Rhubarb Upside-Down Cake is a delightful treat that combines the tartness of fresh rhubarb with a sweet, fluffy cake. It is not only visually appealing but also a comforting dessert that everyone will enjoy. This cake is perfect for spring when rhubarb is in season, and it provides a unique twist on the classic upside-down cake. Whether for a family gathering or a special occasion, this cake is sure to impress.

how to make Rhubarb Upside-Down Cake

Ingredients:

  • 2 cups fresh rhubarb, chopped
  • 1 cup sugar
  • 1/2 cup butter, melted
  • 1 cup all-purpose flour
  • 2 teaspoons baking powder
  • 1/2 teaspoon salt
  • 1/2 cup milk
  • 1 teaspoon vanilla extract
  • 1 large egg

Directions:

  1. Preheat the oven to 350°F (175°C). Grease a 9-inch round cake pan.
  2. In a mixing bowl, combine chopped rhubarb and 1/2 cup sugar; spread evenly in the bottom of the prepared pan.
  3. In another bowl, whisk together the melted butter, remaining sugar, flour, baking powder, salt, milk, vanilla extract, and egg until smooth.
  4. Pour the batter over the rhubarb in the pan, spreading evenly.
  5. Bake for 30-35 minutes, or until a toothpick inserted into the center comes out clean.
  6. Allow the cake to cool for a few minutes, then invert onto a serving plate. Serve warm.

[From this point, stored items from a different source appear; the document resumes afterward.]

pub mod board;
pub mod card;
pub mod settings;
pub mod system;
pub mod user;

pub use board::{present_board_lists, present_export, present_tracked_cards};
pub use card::{present_badges, present_card_panel};
pub use settings::{
    FormOutcome, present_board_settings, present_frame_height, present_list_selection,
    present_removed_setting, present_setting, present_settings_form,
};
pub use system::{present_config, present_config_value};
pub use user::{present_user_settings, present_user_upload};
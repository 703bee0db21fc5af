use cardtrack_types::{BoardId, CardId, ExportFormat};
use percent_encoding::{AsciiSet, NON_ALPHANUMERIC, utf8_percent_encode};

/// Characters left as-is in a path segment
const SEGMENT: &AsciiSet = &NON_ALPHANUMERIC
    .remove(b'-')
    .remove(b'_')
    .remove(b'.')
    .remove(b'~');

/// Backend endpoints.
#[derive(Debug, Clone, PartialEq, Eq)]
pub enum Route<'a> {
    FetchHistory(&'a CardId),
    Metrics(&'a CardId),
    History(&'a CardId),
    DetailedHistory(&'a CardId),
    BoardLists(&'a BoardId),
    Cards,
    Export(&'a CardId, ExportFormat),
    SaveUserSettings,
    UserSettings(&'a str),
}

impl Route<'_> {
    /// Path and query, relative to the backend root
    pub fn path(&self) -> String {
        match self {
            Route::FetchHistory(card) => {
                format!("/api/card/{}/fetch-history", segment(card.as_str()))
            }
            Route::Metrics(card) => format!("/api/card/{}/metrics", segment(card.as_str())),
            Route::History(card) => format!("/api/card/{}/history", segment(card.as_str())),
            Route::DetailedHistory(card) => {
                format!("/api/card/{}/detailed-history", segment(card.as_str()))
            }
            Route::BoardLists(board) => format!("/api/board/{}/lists", segment(board.as_str())),
            Route::Cards => "/api/cards".to_string(),
            Route::Export(card, format) => {
                format!("/api/export/{}?format={}", segment(card.as_str()), format.as_str())
            }
            Route::SaveUserSettings => "/api/settings".to_string(),
            Route::UserSettings(username) => format!("/api/settings/{}", segment(username)),
        }
    }
}

fn segment(raw: &str) -> String {
    utf8_percent_encode(raw, SEGMENT).to_string()
}

#[cfg(test)]
mod tests {
    use super::*;

    #[test]
    fn test_card_routes() {
        let card = CardId::new("abc123");
        assert_eq!(Route::FetchHistory(&card).path(), "/api/card/abc123/fetch-history");
        assert_eq!(Route::Metrics(&card).path(), "/api/card/abc123/metrics");
        assert_eq!(Route::History(&card).path(), "/api/card/abc123/history");
        assert_eq!(
            Route::DetailedHistory(&card).path(),
            "/api/card/abc123/detailed-history"
        );
        assert_eq!(
            Route::Export(&card, ExportFormat::Csv).path(),
            "/api/export/abc123?format=csv"
        );
    }

    #[test]
    fn test_ids_are_escaped() {
        let board = BoardId::new("a/b c");
        assert_eq!(Route::BoardLists(&board).path(), "/api/board/a%2Fb%20c/lists");
        assert_eq!(Route::UserSettings("jane doe").path(), "/api/settings/jane%20doe");
    }
}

how to serve Rhubarb Upside-Down Cake

This cake is best served warm, allowing the sweet and tart flavors to shine through. You can enjoy it on its own or top it with whipped cream or vanilla ice cream for added richness. It makes a wonderful dessert for any gathering or a comforting end to a family meal.

how to store Rhubarb Upside-Down Cake

To store any leftover cake, place it in an airtight container at room temperature for a couple of days. If you want to keep it longer, refrigerate it for up to a week. Ensure you wrap the cake tightly to maintain its freshness.

tips to make Rhubarb Upside-Down Cake

  • Use fresh rhubarb for the best flavor and texture.
  • Adjust the sugar based on your taste preference; if you like it sweeter, you can add more sugar.
  • Make sure to whisk the batter until it is smooth to achieve a light and fluffy cake.

variation

You can add other fruits like strawberries or blueberries to the rhubarb for a mixed fruit upside-down cake. Alternatively, try adding spices such as cinnamon or nutmeg to give the cake a warm flavor.

FAQs

Can I use frozen rhubarb for this cake?
Yes, you can use frozen rhubarb. Just make sure to thaw and drain it before using it in the recipe.

How do I know when the cake is done baking?
The cake is done when a toothpick inserted into the center comes out clean or with a few crumbs.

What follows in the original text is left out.